Barbara Shinn is a retired pathologist who is still trying to figure out what she wants to be when she grows up. She has long resided in Dallas, but it should be the Carolina coast. Pistachio is her favorite shade of ice cream.

My sister says I remember nothing.
Echoes of locker room ridicule,
prom night solitude,
the after-school smell of unwashed depression,
are packed in an over-stuffed suitcase 
as at vacation’s end,
dirty laundry spilling out the sides,
straddled to close,
long residing dust-covered under the bed.

I am much better at packing now.
Train wreck marriage precisely compartmentalized,
(takes up less room every year).
LLBean toiletry bag, purple-orange plaid, 
holds memories of quality time with the kids,
graffiti aerosol side pockets for son,
tiny angst pouches for daughter.

Sexual improprieties are discreetly rolled 
and stuffed along the sides.
(Thongs, which take up no room, 
uncustomary during the sexual revolution.)

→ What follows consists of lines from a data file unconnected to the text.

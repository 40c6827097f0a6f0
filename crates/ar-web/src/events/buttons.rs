use crate::app::App;
use crate::dom;
use web_sys as web;

pub fn wire_panel_buttons(app: &App, document: &web::Document) {
    let next = app.clone();
    dom::add_click_listener(document, "next-slide", move || {
        next.dispatch(|s| s.next_slide());
    });

    let prev = app.clone();
    dom::add_click_listener(document, "prev-slide", move || {
        prev.dispatch(|s| s.prev_slide());
    });

    let close = app.clone();
    dom::add_click_listener(document, "close-ar-panel", move || {
        close.dispatch(|s| s.close_panel());
    });
}
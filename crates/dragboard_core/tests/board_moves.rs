use dragboard_core::db::open_db_in_memory;
use dragboard_core::{
    BoardService, BoardServiceError, EventKind, SqliteKvRepository, EVENT_LOG_CONTAINER,
    EXPORT_CONTAINER, STAGING_CONTAINER,
};
use rusqlite::Connection;

fn fresh_board(conn: &Connection) -> BoardService<SqliteKvRepository<'_>> {
    BoardService::init(SqliteKvRepository::new(conn))
}

fn containers_holding(board: &BoardService<SqliteKvRepository<'_>>, item_id: u64) -> Vec<u32> {
    board
        .containers()
        .into_iter()
        .filter(|container| {
            container.id != EVENT_LOG_CONTAINER
                && container.items.iter().any(|item| item.id == item_id)
        })
        .map(|container| container.id)
        .collect()
}

#[test]
fn move_transfers_ownership_and_names_both_containers() {
    let conn = open_db_in_memory().unwrap();
    let mut board = fresh_board(&conn);
    let events_before = board.events().len();

    // Seeded item 1 starts in container 3 ("Peterborough").
    board.move_item(1, 3, 5).unwrap();

    assert_eq!(containers_holding(&board, 1), vec![5]);

    let events = board.events();
    assert_eq!(events.len(), events_before + 1);
    assert_eq!(events[0].kind, EventKind::Move);
    assert!(events[0].text.starts_with(
        "ID: 1 \"Text box 1\" moved from \"Peterborough\" \u{2192} \"Bedford\" on: "
    ));
}

#[test]
fn move_keeps_the_item_id_stable() {
    let conn = open_db_in_memory().unwrap();
    let mut board = fresh_board(&conn);

    let item = board.create_item("Buy milk").unwrap();
    board.move_item(item.id, STAGING_CONTAINER, 5).unwrap();

    let containers = board.containers();
    let bedford = containers.iter().find(|c| c.id == 5).unwrap();
    let moved = bedford.items.iter().find(|i| i.id == item.id).unwrap();
    assert_eq!(moved.text, "Buy milk");
    assert_eq!(moved.created_at, item.created_at);
}

#[test]
fn move_to_same_container_is_a_silent_noop() {
    let conn = open_db_in_memory().unwrap();
    let mut board = fresh_board(&conn);
    let events_before = board.events().len();

    board.move_item(1, 3, 3).unwrap();

    assert_eq!(containers_holding(&board, 1), vec![3]);
    assert_eq!(board.events().len(), events_before);
}

#[test]
fn non_droppable_targets_reject_the_drop_without_event() {
    let conn = open_db_in_memory().unwrap();
    let mut board = fresh_board(&conn);
    let events_before = board.events().len();

    // Decorative panel and event-log mirror both refuse drops.
    board.move_item(1, 3, 1).unwrap();
    board.move_item(1, 3, EVENT_LOG_CONTAINER).unwrap();

    assert_eq!(containers_holding(&board, 1), vec![3]);
    assert_eq!(board.events().len(), events_before);
}

#[test]
fn export_slot_accepts_drops() {
    let conn = open_db_in_memory().unwrap();
    let mut board = fresh_board(&conn);

    board.move_item(1, 3, EXPORT_CONTAINER).unwrap();
    assert_eq!(containers_holding(&board, 1), vec![EXPORT_CONTAINER]);
}

#[test]
fn move_retry_is_idempotent() {
    let conn = open_db_in_memory().unwrap();
    let mut board = fresh_board(&conn);

    board.move_item(1, 3, 5).unwrap();
    let events_after_first = board.events().len();

    // Same intent again: the item already sits in the target.
    board.move_item(1, 3, 5).unwrap();

    assert_eq!(containers_holding(&board, 1), vec![5]);
    assert_eq!(board.events().len(), events_after_first);

    let containers = board.containers();
    let bedford = containers.iter().find(|c| c.id == 5).unwrap();
    assert_eq!(
        bedford.items.iter().filter(|item| item.id == 1).count(),
        1,
        "retried move must not duplicate the item"
    );
}

#[test]
fn move_of_a_vanished_item_is_not_found() {
    let conn = open_db_in_memory().unwrap();
    let mut board = fresh_board(&conn);

    let err = board.move_item(99, 3, 5).unwrap_err();
    assert!(matches!(
        err,
        BoardServiceError::ItemNotFound {
            container_id: 3,
            item_id: 99
        }
    ));
}

#[test]
fn move_with_unknown_container_is_not_found() {
    let conn = open_db_in_memory().unwrap();
    let mut board = fresh_board(&conn);

    let err = board.move_item(1, 3, 42).unwrap_err();
    assert!(matches!(err, BoardServiceError::ContainerNotFound(42)));

    let err = board.move_item(1, 42, 5).unwrap_err();
    assert!(matches!(err, BoardServiceError::ContainerNotFound(42)));
}

#[test]
fn full_item_lifecycle_scenario() {
    let conn = open_db_in_memory().unwrap();
    let mut board = fresh_board(&conn);
    let events_at_start = board.events().len();

    // Create in staging.
    let item = board.create_item("Buy milk").unwrap();
    assert_eq!(containers_holding(&board, item.id), vec![STAGING_CONTAINER]);
    assert_eq!(board.events().len(), events_at_start + 1);

    // Move staging -> Bedford.
    board.move_item(item.id, STAGING_CONTAINER, 5).unwrap();
    assert_eq!(containers_holding(&board, item.id), vec![5]);
    let events = board.events();
    assert_eq!(events.len(), events_at_start + 2);
    assert!(events[0]
        .text
        .contains("moved from \"Type pantsy\" \u{2192} \"Bedford\""));

    // Delete from Bedford.
    board.delete_item(5, item.id).unwrap();
    assert!(containers_holding(&board, item.id).is_empty());
    let events = board.events();
    assert_eq!(events.len(), events_at_start + 3);
    assert!(events[0].text.starts_with(&format!(
        "ID: {} \"Buy milk\" deleted on: ",
        item.id
    )));
}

My father’s bewildered look 
at the nursing home,
“tough love” at my teen’s totaled car,
guilt and parental failures of air balloon enormity,
are wrangled into an entire partitioned half.

Fear I keep in my carry-on,
ever ready for that  2 am phone call,
the gnarly mammogram shadow,
secured so as not to tumble out
while diving for M&Ms.

All in all, a neatly packed ensemble
appropriately tagged. God help

when dementia
springs the locks.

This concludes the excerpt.